なお俺たちはタクシーだ。正確には秋世である。一緒に来ることを了承したのだからそれくらいやってくれるだろう。これで、移動費用は浮く。しかも移動時間短縮だ。
なお、班別自由行動が9時からの理由は、金閣寺の開園時間が9時からだから。
金閣寺……、正確には鹿苑寺。金閣と言うのは舎利殿であるとも言われている金箔の貼られた建物のことだ。昔、放火などで焼け、建て直されている。
鹿苑寺の見所は、金閣だけでなく、陸舟の松や夕佳亭など様々ある。
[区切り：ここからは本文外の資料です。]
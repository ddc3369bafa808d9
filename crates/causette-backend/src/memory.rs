//! In-process implementations of the backend seams.
//!
//! [`MemoryBackend`] and [`MemoryAuth`] back the test suite and local
//! development. Snapshot fan-out follows the external store's contract:
//! every mutation of a conversation's message set pushes the full re-sorted
//! sequence to each live subscriber.

use std::collections::{BTreeMap, HashMap};
use std::sync::Arc;

use async_trait::async_trait;
use chrono::{DateTime, Utc};
use parking_lot::Mutex;
use tokio::sync::mpsc;
use tracing::debug;
use uuid::Uuid;

use causette_shared::constants::PREFIX_RANGE_SENTINEL;
use causette_shared::{Conversation, ConversationId, Message, MessageDraft, UserId, UserRecord};

use crate::auth::{AuthProvider, AuthUser, SocialProvider};
use crate::error::{BackendError, Result};
use crate::store::DocumentStore;
use crate::subscription::MessageSubscription;

// ---------------------------------------------------------------------------
// Document store
// ---------------------------------------------------------------------------

struct Watcher {
    id: u64,
    tx: mpsc::UnboundedSender<Vec<Message>>,
}

#[derive(Default)]
struct State {
    users: BTreeMap<UserId, UserRecord>,
    conversations: HashMap<ConversationId, Conversation>,
    messages: HashMap<ConversationId, Vec<Message>>,
    watchers: HashMap<ConversationId, Vec<Watcher>>,
    next_watcher: u64,
}

impl State {
    fn snapshot(&self, conversation: &ConversationId) -> Vec<Message> {
        let mut messages = self
            .messages
            .get(conversation)
            .cloned()
            .unwrap_or_default();
        messages.sort_by_key(|m| m.created_at.timestamp());
        messages
    }

    fn notify(&mut self, conversation: &ConversationId) {
        let snapshot = self.snapshot(conversation);
        if let Some(watchers) = self.watchers.get_mut(conversation) {
            watchers.retain(|w| w.tx.send(snapshot.clone()).is_ok());
        }
    }
}

/// In-memory document store with push-based message subscriptions.
#[derive(Default, Clone)]
pub struct MemoryBackend {
    state: Arc<Mutex<State>>,
}

impl MemoryBackend {
    pub fn new() -> Self {
        Self::default()
    }
}

#[async_trait]
impl DocumentStore for MemoryBackend {
    async fn user(&self, id: &UserId) -> Result<UserRecord> {
        self.state
            .lock()
            .users
            .get(id)
            .cloned()
            .ok_or(BackendError::NotFound)
    }

    async fn upsert_user(&self, user: &UserRecord) -> Result<()> {
        self.state
            .lock()
            .users
            .insert(user.id.clone(), user.clone());
        Ok(())
    }

    async fn delete_user(&self, id: &UserId) -> Result<()> {
        self.state.lock().users.remove(id);
        Ok(())
    }

    async fn search_users(&self, prefix: &str) -> Result<Vec<UserRecord>> {
        let upper = format!("{prefix}{PREFIX_RANGE_SENTINEL}");
        let state = self.state.lock();
        let results = state
            .users
            .values()
            .filter(|u| {
                if prefix.is_empty() {
                    return true;
                }
                // Half-open range [prefix, prefix + sentinel), the same
                // approximation of "starts with" the remote query runs.
                match &u.first_name {
                    Some(name) => name.as_str() >= prefix && name.as_str() < upper.as_str(),
                    None => false,
                }
            })
            .cloned()
            .collect();
        Ok(results)
    }

    async fn conversation(&self, id: &ConversationId) -> Result<Conversation> {
        self.state
            .lock()
            .conversations
            .get(id)
            .cloned()
            .ok_or(BackendError::NotFound)
    }

    async fn conversations_for(&self, user: &UserId) -> Result<Vec<Conversation>> {
        let state = self.state.lock();
        Ok(state
            .conversations
            .values()
            .filter(|c| c.involves(user))
            .cloned()
            .collect())
    }

    async fn upsert_conversation(&self, conversation: &Conversation) -> Result<()> {
        self.state
            .lock()
            .conversations
            .insert(conversation.id.clone(), conversation.clone());
        Ok(())
    }

    async fn touch_conversation(
        &self,
        id: &ConversationId,
        preview: &str,
        at: DateTime<Utc>,
    ) -> Result<()> {
        let mut state = self.state.lock();
        let conversation = state
            .conversations
            .get_mut(id)
            .ok_or(BackendError::NotFound)?;
        conversation.last_message = Some(preview.to_string());
        conversation.last_message_at = Some(at);
        Ok(())
    }

    async fn messages(
        &self,
        conversation: &ConversationId,
        before: Option<DateTime<Utc>>,
        limit: usize,
    ) -> Result<Vec<Message>> {
        let state = self.state.lock();
        // "Never created" covers the recoverable send inconsistency: a
        // conversation is considered created once either its document or any
        // of its messages exists.
        if !state.conversations.contains_key(conversation)
            && !state.messages.contains_key(conversation)
        {
            return Err(BackendError::NotFound);
        }

        let mut messages = state.snapshot(conversation);
        if let Some(bound) = before {
            messages.retain(|m| m.created_at < bound);
        }
        if messages.len() > limit {
            messages.drain(..messages.len() - limit);
        }
        Ok(messages)
    }

    async fn insert_message(&self, draft: MessageDraft) -> Result<Message> {
        let message = Message {
            id: Uuid::new_v4().to_string(),
            conversation_id: draft.conversation_id.clone(),
            sender_id: draft.sender_id,
            text: draft.text,
            created_at: Utc::now(),
            read: false,
        };

        let mut state = self.state.lock();
        state
            .messages
            .entry(draft.conversation_id.clone())
            .or_default()
            .push(message.clone());
        state.notify(&draft.conversation_id);
        Ok(message)
    }

    async fn mark_read(&self, conversation: &ConversationId, reader: &UserId) -> Result<usize> {
        let mut state = self.state.lock();
        let mut updated = 0;
        if let Some(messages) = state.messages.get_mut(conversation) {
            for message in messages.iter_mut() {
                if &message.sender_id != reader && !message.read {
                    message.read = true;
                    updated += 1;
                }
            }
        }
        if updated > 0 {
            state.notify(conversation);
        }
        Ok(updated)
    }

    async fn subscribe_messages(
        &self,
        conversation: &ConversationId,
    ) -> Result<MessageSubscription> {
        let (tx, rx) = mpsc::unbounded_channel();

        let watcher_id = {
            let mut state = self.state.lock();
            let id = state.next_watcher;
            state.next_watcher += 1;

            // Initial delivery of the current sequence.
            let snapshot = state.snapshot(conversation);
            let _ = tx.send(snapshot);

            state
                .watchers
                .entry(conversation.clone())
                .or_default()
                .push(Watcher { id, tx });
            id
        };

        let state = Arc::clone(&self.state);
        let key = conversation.clone();
        let detach = move || {
            let mut state = state.lock();
            if let Some(watchers) = state.watchers.get_mut(&key) {
                watchers.retain(|w| w.id != watcher_id);
            }
            debug!(conversation = %key, watcher = watcher_id, "subscription detached");
        };

        Ok(MessageSubscription::new(rx, detach))
    }
}

// ---------------------------------------------------------------------------
// Identity provider
// ---------------------------------------------------------------------------

struct Account {
    password: String,
    user: AuthUser,
}

#[derive(Default)]
struct AuthState {
    accounts: HashMap<String, Account>,
    social: HashMap<SocialProvider, AuthUser>,
    current: Option<AuthUser>,
}

/// In-memory identity provider.
#[derive(Default, Clone)]
pub struct MemoryAuth {
    state: Arc<Mutex<AuthState>>,
}

impl MemoryAuth {
    pub fn new() -> Self {
        Self::default()
    }

    /// Pre-link the account a social provider resolves to.
    pub fn link_social(&self, provider: SocialProvider, user: AuthUser) {
        self.state.lock().social.insert(provider, user);
    }
}

#[async_trait]
impl AuthProvider for MemoryAuth {
    async fn register(
        &self,
        email: &str,
        password: &str,
        display_name: Option<&str>,
    ) -> Result<AuthUser> {
        let mut state = self.state.lock();
        if state.accounts.contains_key(email) {
            return Err(BackendError::Invalid(format!(
                "email already registered: {email}"
            )));
        }

        let user = AuthUser {
            id: UserId::new(Uuid::new_v4().to_string()),
            email: email.to_string(),
            display_name: display_name.map(str::to_string),
        };
        state.accounts.insert(
            email.to_string(),
            Account {
                password: password.to_string(),
                user: user.clone(),
            },
        );
        // Registration signs the new account in, like the remote provider.
        state.current = Some(user.clone());
        Ok(user)
    }

    async fn sign_in(&self, email: &str, password: &str) -> Result<AuthUser> {
        let mut state = self.state.lock();
        match state.accounts.get(email) {
            Some(account) if account.password == password => {
                let user = account.user.clone();
                state.current = Some(user.clone());
                Ok(user)
            }
            _ => Err(BackendError::Unauthorized(
                "invalid email or password".into(),
            )),
        }
    }

    async fn sign_in_with(&self, provider: SocialProvider) -> Result<AuthUser> {
        let mut state = self.state.lock();
        match state.social.get(&provider).cloned() {
            Some(user) => {
                state.current = Some(user.clone());
                Ok(user)
            }
            None => Err(BackendError::Unauthorized(format!(
                "no {provider} account linked"
            ))),
        }
    }

    async fn sign_out(&self) -> Result<()> {
        self.state.lock().current = None;
        Ok(())
    }

    async fn current_session(&self) -> Result<Option<AuthUser>> {
        Ok(self.state.lock().current.clone())
    }
}
//! Active-conversation orchestration.
//!
//! [`ChatSession`] binds UI intent (select a conversation, send text,
//! scroll back) to the message store and the backend realtime channel. The
//! current user id is an explicit constructor parameter; the session never
//! reads ambient global state.

use std::sync::atomic::{AtomicU64, Ordering};
use std::sync::Arc;

use parking_lot::Mutex;
use tokio::sync::mpsc;
use tokio::task::JoinHandle;
use tracing::{debug, info, warn};

use causette_backend::{BackendError, DocumentStore, MessageSubscription};
use causette_shared::constants::DEFAULT_PAGE_SIZE;
use causette_shared::{Conversation, ConversationId, Message, MessageDraft, UserId};

use crate::error::Result;
use crate::events::{emit, ChatEvent, EventReceiver, EventSender};
use crate::message_store::{ChatMessage, LoadState, MessageStore};

/// Canned exchange shown in the placeholder state.
const DEMO_WELCOME: &str = "Welcome! This is a demo chat.";
const DEMO_PROMPT: &str = "Start a conversation to send messages!";
const DEMO_PEER: &str = "demo";

pub struct ChatSession {
    store: Arc<dyn DocumentStore>,
    user_id: UserId,
    events: EventSender,
    messages: Arc<Mutex<MessageStore>>,
    active: Option<ConversationId>,
    listener: Option<JoinHandle<()>>,
    /// Bumped on every open/close; async results and subscription snapshots
    /// carrying an older value are stale and must not be applied.
    epoch: Arc<AtomicU64>,
}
移動時間が短縮された分、見て回れる場所が増えたのは嬉しいな。
と、まあ、そういうことで、さっそく《銀朱の時》で、金閣寺近くに転移した俺たちは、受付に行く前に、門を入って右手にある庫裏を見上げた。庫裏ってのは所謂、台所。ここ金閣寺では写経場も付いているけど。庫裏の前には桶とかが積まれている。これは台所では水を使うから火事になったときのためだろう。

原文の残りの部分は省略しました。